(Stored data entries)

□ □ □

use serde::{Deserialize, Serialize};

use crate::math::{Transform, Vec3};

/// An axis-aligned bounding box defined by minimum and maximum points.
///
/// Every collision shape reports its bounds as an `Aabb`, either in its own
/// local frame or placed in the world by a [`Transform`].
#[derive(Debug, Clone, Copy, PartialEq, Serialize, Deserialize)]
pub struct Aabb {
    /// Minimum corner (smallest x, y, z values)
    pub min: Vec3,
    /// Maximum corner (largest x, y, z values)
    pub max: Vec3,
}

impl Default for Aabb {
    fn default() -> Self {
        Self::EMPTY
    }
}

impl Aabb {
    /// An empty AABB that contains no points
    pub const EMPTY: Self = Self {
        min: Vec3::new(f32::INFINITY, f32::INFINITY, f32::INFINITY),
        max: Vec3::new(f32::NEG_INFINITY, f32::NEG_INFINITY, f32::NEG_INFINITY),
    };

    /// Creates an AABB from minimum and maximum points
    #[inline]
    pub const fn new(min: Vec3, max: Vec3) -> Self {
        Self { min, max }
    }

    /// Creates an AABB from center and half-extents
    #[inline]
    pub fn from_center_half_extents(center: Vec3, half_extents: Vec3) -> Self {
        Self {
            min: center - half_extents,
            max: center + half_extents,
        }
    }

    /// Creates the smallest AABB containing all `points`
    #[inline]
    pub fn from_points(points: &[Vec3]) -> Self {
        points
            .iter()
            .fold(Self::EMPTY, |aabb, &point| aabb.expand_to_include(point))
    }

    /// Returns the center of the AABB
    #[inline]
    pub fn center(self) -> Vec3 {
        (self.min + self.max) * 0.5
    }

    /// Returns the half-extents (half the size in each dimension)
    #[inline]
    pub fn half_extents(self) -> Vec3 {
        (self.max - self.min) * 0.5
    }

    /// Returns the full size of the AABB
    #[inline]
    pub fn size(self) -> Vec3 {
        self.max - self.min
    }

    /// Returns the volume of the AABB
    #[inline]
    pub fn volume(self) -> f32 {
        if self.is_empty() {
            return 0.0;
        }
        let size = self.size();
        size.x * size.y * size.z
    }

    /// Returns true if this AABB is empty
    #[inline]
    pub fn is_empty(self) -> bool {
        self.min.x > self.max.x || self.min.y > self.max.y || self.min.z > self.max.z
    }

    /// Returns true if this AABB contains the given point (inclusive)
    #[inline]
    pub fn contains_point(self, point: Vec3) -> bool {
        point.cmpge(self.min).all() && point.cmple(self.max).all()
    }

    /// Returns true if this AABB fully contains another AABB
    #[inline]
    pub fn contains_aabb(self, other: Self) -> bool {
        self.min.cmple(other.min).all() && self.max.cmpge(other.max).all()
    }

    /// Returns true if this AABB intersects another AABB
    #[inline]
    pub fn intersects(self, other: Self) -> bool {
        self.min.cmple(other.max).all() && self.max.cmpge(other.min).all()
    }

    /// Returns a new AABB that is the union of this and another AABB
    #[inline]
    pub fn union(self, other: Self) -> Self {
        Self {
            min: self.min.min(other.min),
            max: self.max.max(other.max),
        }
    }

    /// Returns a new AABB expanded to include a point
    #[inline]
    pub fn expand_to_include(self, point: Vec3) -> Self {
        Self {
            min: self.min.min(point),
            max: self.max.max(point),
        }
    }

    /// Returns a new AABB grown by `margin` in all directions
    #[inline]
    pub fn expand(self, margin: f32) -> Self {
        let m = Vec3::splat(margin);
        Self {
            min: self.min - m,
            max: self.max + m,
        }
    }

    /// Returns the AABB enclosing this box after placing it with `transform`.
    ///
    /// The center is transformed as a point; the half-extents go through the
    /// absolute rotation matrix and the scale.
    #[inline]
    pub fn transformed(self, transform: Transform) -> Self {
        if self.is_empty() {
            return self;
        }
        let center = transform.transform_point(self.center());
        let half_extents = transform.abs_rotation_matrix() * (self.half_extents() * transform.scale);
        Self::from_center_half_extents(center, half_extents)
    }

    /// Returns the 8 corners of the AABB
    #[inline]
    pub fn corners(self) -> [Vec3; 8] {
        [
            Vec3::new(self.min.x, self.min.y, self.min.z),
            Vec3::new(self.max.x, self.min.y, self.min.z),
            Vec3::new(self.min.x, self.max.y, self.min.z),
            Vec3::new(self.max.x, self.max.y, self.min.z),
            Vec3::new(self.min.x, self.min.y, self.max.z),
            Vec3::new(self.max.x, self.min.y, self.max.z),
            Vec3::new(self.min.x, self.max.y, self.max.z),
            Vec3::new(self.max.x, self.max.y, self.max.z),
        ]
    }
}

#[cfg(test)]
mod tests {
    use super::*;
    use crate::math::Quat;
    use approx::assert_abs_diff_eq;
    use std::f32::consts::PI;

    #[test]
    fn test_creation() {
        let aabb = Aabb::new(Vec3::new(-1.0, -2.0, -3.0), Vec3::new(1.0, 2.0, 3.0));
        assert_eq!(aabb.center(), Vec3::ZERO);
        assert_eq!(aabb.half_extents(), Vec3::new(1.0, 2.0, 3.0));
    }

    #[test]
    fn test_from_center_half_extents() {
        let aabb = Aabb::from_center_half_extents(Vec3::new(1.0, 2.0, 3.0), Vec3::ONE);
        assert_eq!(aabb.min, Vec3::new(0.0, 1.0, 2.0));
        assert_eq!(aabb.max, Vec3::new(2.0, 3.0, 4.0));
    }

    #[test]
    fn test_contains_point() {
        let aabb = Aabb::new(Vec3::ZERO, Vec3::ONE);
        assert!(aabb.contains_point(Vec3::new(0.5, 0.5, 0.5)));
        assert!(aabb.contains_point(Vec3::ZERO));
        assert!(aabb.contains_point(Vec3::ONE));
        assert!(!aabb.contains_point(Vec3::new(2.0, 0.5, 0.5)));
    }

    #[test]
    fn test_intersects() {
        let a = Aabb::new(Vec3::ZERO, Vec3::ONE);
        let b = Aabb::new(Vec3::splat(0.5), Vec3::splat(1.5));
        let c = Aabb::new(Vec3::new(2.0, 0.0, 0.0), Vec3::new(3.0, 1.0, 1.0));

        assert!(a.intersects(b));
        assert!(b.intersects(a));
        assert!(!a.intersects(c));
    }

    #[test]
    fn test_union_and_expand() {
        let a = Aabb::new(Vec3::ZERO, Vec3::ONE);
        let b = Aabb::new(Vec3::splat(2.0), Vec3::splat(3.0));
        let u = a.union(b);

        assert_eq!(u.min, Vec3::ZERO);
        assert_eq!(u.max, Vec3::splat(3.0));
        assert!(u.contains_aabb(a));

        let expanded = a.expand(0.5);
        assert_eq!(expanded.min, Vec3::splat(-0.5));
        assert_eq!(expanded.max, Vec3::splat(1.5));
    }

    #[test]
    fn test_from_points() {
        let points = [
            Vec3::new(1.0, 2.0, 3.0),
            Vec3::new(-1.0, 0.0, 5.0),
            Vec3::new(0.0, -2.0, 1.0),
        ];
        let aabb = Aabb::from_points(&points);

        assert_eq!(aabb.min, Vec3::new(-1.0, -2.0, 1.0));
        assert_eq!(aabb.max, Vec3::new(1.0, 2.0, 5.0));
        assert!(Aabb::from_points(&[]).is_empty());
        assert_eq!(Aabb::EMPTY.volume(), 0.0);
    }

    #[test]
    fn test_transformed_quarter_turn() {
        let aabb = Aabb::new(Vec3::new(0.0, -1.0, -1.0), Vec3::new(4.0, 1.0, 1.0));
        let t = Transform::new(Vec3::new(10.0, 0.0, 0.0), Quat::from_axis_angle(Vec3::Z, PI / 2.0));

        // Center (2, 0, 0) rotates onto +Y; the long X extent becomes Y.
        let world = aabb.transformed(t);
        assert_abs_diff_eq!(world.center(), Vec3::new(10.0, 2.0, 0.0), epsilon = 1e-5);
        assert_abs_diff_eq!(world.half_extents(), Vec3::new(1.0, 2.0, 1.0), epsilon = 1e-5);
    }

    #[test]
    fn test_transformed_encloses_rotated_corners() {
        let aabb = Aabb::new(Vec3::new(-1.0, -2.0, -3.0), Vec3::new(1.0, 2.0, 3.0));
        let t = Transform::new(
            Vec3::new(0.5, -1.0, 2.0),
            Quat::from_axis_angle(Vec3::new(1.0, 2.0, 0.5).normalize(), 0.7),
        )
        .with_scale(1.5)
        .unwrap();

        let world = aabb.transformed(t).expand(1e-4);
        for corner in aabb.corners() {
            assert!(world.contains_point(t.transform_point(corner)));
        }
    }
}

□ □ □

ABOUT THIS EXERCISE: The answer should be a bare number: the count of lines above in which the word "expanded" occurs.

EXERCISE ANSWER: 4